● **Action item**
Count the lines below that contain the word "relative", and give only that number.

[Stored items]
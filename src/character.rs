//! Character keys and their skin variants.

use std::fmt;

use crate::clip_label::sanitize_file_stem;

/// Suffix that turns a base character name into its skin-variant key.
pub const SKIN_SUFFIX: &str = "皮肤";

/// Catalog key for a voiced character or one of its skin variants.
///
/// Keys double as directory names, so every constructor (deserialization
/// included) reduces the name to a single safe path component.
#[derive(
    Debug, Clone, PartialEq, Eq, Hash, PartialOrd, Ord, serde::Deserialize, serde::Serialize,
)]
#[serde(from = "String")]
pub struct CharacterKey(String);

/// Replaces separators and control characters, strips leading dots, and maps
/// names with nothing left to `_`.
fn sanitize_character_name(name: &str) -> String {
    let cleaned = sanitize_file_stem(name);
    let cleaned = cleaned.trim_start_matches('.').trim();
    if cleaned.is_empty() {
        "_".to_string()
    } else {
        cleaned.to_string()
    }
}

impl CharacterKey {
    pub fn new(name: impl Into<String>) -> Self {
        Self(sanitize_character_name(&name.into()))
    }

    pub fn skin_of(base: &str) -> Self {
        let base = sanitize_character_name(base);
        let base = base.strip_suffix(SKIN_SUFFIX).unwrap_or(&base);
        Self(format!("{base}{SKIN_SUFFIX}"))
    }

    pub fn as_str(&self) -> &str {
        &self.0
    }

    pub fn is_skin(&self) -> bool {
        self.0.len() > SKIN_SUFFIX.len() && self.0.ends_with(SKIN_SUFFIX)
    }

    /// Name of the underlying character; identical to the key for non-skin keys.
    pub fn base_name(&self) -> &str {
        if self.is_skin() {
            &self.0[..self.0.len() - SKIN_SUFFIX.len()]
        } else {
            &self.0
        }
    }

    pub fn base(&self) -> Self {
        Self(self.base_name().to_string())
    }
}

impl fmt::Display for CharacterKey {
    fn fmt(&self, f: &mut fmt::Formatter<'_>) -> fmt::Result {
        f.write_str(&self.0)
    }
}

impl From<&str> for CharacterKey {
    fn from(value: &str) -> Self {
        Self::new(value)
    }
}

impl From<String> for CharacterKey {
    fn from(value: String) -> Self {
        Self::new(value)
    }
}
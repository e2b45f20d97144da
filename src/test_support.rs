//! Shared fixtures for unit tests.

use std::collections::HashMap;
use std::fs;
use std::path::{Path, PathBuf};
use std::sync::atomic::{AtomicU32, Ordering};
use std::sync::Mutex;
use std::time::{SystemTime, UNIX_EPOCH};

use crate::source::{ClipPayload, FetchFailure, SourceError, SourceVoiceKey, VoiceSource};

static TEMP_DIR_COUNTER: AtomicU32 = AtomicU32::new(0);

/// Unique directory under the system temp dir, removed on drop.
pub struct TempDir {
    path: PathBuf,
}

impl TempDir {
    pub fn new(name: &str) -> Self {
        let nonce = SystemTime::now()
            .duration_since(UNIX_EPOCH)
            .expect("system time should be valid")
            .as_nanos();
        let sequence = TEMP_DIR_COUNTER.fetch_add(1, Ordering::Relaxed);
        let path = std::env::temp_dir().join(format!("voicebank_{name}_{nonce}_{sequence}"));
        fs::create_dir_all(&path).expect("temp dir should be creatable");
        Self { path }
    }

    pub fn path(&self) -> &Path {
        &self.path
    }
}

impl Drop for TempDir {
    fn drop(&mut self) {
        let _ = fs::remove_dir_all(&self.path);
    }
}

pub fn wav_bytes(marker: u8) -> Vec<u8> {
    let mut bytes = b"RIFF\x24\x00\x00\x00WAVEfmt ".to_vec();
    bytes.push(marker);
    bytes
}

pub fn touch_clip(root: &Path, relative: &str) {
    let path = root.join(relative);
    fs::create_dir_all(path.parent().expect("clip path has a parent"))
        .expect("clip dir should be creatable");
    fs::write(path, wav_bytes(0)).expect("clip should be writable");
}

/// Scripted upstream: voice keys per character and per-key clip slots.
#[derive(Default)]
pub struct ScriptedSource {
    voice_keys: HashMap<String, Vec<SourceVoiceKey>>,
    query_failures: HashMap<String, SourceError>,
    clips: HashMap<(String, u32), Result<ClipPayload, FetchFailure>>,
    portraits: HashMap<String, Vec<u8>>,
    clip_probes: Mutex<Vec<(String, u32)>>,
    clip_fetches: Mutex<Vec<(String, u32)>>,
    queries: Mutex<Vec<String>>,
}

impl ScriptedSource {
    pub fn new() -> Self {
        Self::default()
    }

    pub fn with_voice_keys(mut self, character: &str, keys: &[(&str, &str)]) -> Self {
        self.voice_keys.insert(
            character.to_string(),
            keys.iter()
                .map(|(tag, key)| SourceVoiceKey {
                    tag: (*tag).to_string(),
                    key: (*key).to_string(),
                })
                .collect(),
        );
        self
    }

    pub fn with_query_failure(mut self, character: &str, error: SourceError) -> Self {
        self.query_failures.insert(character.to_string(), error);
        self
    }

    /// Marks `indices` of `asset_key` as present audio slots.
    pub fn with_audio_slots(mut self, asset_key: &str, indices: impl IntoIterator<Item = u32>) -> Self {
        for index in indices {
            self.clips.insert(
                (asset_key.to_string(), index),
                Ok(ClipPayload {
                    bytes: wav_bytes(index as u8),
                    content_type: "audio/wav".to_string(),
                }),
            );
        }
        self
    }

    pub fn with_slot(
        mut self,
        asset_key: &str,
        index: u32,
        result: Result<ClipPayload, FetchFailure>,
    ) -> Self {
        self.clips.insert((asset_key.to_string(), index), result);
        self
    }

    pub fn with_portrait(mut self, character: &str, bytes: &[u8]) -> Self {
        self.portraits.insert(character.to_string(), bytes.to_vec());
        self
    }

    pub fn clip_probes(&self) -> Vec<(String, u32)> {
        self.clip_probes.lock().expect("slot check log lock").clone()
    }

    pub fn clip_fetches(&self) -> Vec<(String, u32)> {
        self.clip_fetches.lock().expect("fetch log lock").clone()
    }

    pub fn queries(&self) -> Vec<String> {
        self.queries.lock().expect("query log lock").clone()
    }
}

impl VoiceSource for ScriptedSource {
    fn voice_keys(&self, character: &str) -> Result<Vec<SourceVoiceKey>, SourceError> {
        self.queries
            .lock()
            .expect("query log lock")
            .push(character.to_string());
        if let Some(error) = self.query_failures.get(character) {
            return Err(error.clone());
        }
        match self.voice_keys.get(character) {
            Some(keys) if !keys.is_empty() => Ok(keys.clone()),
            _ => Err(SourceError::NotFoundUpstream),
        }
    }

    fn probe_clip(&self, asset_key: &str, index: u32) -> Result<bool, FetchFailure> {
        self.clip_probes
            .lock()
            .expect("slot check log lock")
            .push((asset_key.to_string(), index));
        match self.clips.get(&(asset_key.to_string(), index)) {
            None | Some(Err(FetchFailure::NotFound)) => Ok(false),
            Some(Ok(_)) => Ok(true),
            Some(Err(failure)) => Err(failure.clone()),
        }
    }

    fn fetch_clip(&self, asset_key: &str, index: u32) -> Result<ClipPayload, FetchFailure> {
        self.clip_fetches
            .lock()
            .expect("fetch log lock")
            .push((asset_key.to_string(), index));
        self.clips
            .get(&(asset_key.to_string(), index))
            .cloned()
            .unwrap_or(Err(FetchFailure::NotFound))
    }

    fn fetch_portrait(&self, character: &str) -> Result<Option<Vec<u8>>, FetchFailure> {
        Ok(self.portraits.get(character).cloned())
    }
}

...

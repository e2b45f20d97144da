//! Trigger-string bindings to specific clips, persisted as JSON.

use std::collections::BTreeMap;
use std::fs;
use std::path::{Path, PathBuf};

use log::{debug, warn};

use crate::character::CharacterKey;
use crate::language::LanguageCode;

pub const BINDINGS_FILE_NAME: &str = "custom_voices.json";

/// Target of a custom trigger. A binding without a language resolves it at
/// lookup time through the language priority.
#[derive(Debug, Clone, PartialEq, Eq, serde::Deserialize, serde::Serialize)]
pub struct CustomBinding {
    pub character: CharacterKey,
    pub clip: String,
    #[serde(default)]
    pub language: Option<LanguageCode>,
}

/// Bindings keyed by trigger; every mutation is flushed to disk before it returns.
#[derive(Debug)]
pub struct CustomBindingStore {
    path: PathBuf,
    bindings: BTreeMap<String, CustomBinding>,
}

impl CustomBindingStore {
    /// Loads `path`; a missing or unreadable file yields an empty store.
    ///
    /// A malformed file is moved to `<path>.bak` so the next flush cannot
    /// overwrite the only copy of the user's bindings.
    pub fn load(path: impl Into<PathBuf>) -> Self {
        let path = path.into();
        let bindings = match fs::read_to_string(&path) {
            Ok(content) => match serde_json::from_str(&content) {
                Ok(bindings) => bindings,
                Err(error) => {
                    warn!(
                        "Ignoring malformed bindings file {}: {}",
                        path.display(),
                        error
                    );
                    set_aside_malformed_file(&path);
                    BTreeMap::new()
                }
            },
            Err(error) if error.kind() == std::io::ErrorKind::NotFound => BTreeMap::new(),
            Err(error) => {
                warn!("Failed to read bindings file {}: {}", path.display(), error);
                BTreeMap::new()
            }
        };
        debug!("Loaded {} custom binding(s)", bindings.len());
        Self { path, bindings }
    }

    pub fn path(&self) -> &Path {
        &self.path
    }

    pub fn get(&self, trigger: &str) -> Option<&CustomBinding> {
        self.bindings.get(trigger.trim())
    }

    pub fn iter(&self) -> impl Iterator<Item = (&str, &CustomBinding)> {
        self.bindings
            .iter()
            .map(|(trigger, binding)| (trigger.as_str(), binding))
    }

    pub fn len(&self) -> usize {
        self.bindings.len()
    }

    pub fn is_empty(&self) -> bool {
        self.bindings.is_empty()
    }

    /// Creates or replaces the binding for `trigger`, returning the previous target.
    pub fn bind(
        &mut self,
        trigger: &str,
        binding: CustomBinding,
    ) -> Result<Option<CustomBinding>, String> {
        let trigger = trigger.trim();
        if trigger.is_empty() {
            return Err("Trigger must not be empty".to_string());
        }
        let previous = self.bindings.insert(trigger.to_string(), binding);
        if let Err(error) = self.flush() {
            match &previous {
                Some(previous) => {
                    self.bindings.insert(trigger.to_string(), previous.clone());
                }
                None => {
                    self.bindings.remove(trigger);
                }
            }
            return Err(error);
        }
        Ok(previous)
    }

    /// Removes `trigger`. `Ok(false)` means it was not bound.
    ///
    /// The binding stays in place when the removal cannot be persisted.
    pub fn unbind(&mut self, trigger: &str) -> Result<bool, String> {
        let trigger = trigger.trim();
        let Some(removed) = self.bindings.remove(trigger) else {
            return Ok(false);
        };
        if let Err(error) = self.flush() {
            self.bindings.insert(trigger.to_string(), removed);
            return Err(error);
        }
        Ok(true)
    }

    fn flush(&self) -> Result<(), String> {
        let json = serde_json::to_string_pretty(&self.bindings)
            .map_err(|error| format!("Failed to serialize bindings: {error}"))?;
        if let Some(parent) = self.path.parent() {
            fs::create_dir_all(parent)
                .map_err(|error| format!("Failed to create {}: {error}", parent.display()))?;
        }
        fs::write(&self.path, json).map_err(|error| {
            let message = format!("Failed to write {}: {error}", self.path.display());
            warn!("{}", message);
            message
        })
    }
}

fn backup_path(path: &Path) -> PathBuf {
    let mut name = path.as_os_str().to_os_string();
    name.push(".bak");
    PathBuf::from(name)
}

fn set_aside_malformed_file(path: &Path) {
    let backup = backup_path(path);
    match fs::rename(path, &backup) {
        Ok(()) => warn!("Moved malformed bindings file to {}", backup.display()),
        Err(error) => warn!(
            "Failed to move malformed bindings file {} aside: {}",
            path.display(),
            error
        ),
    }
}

● **Task output**
2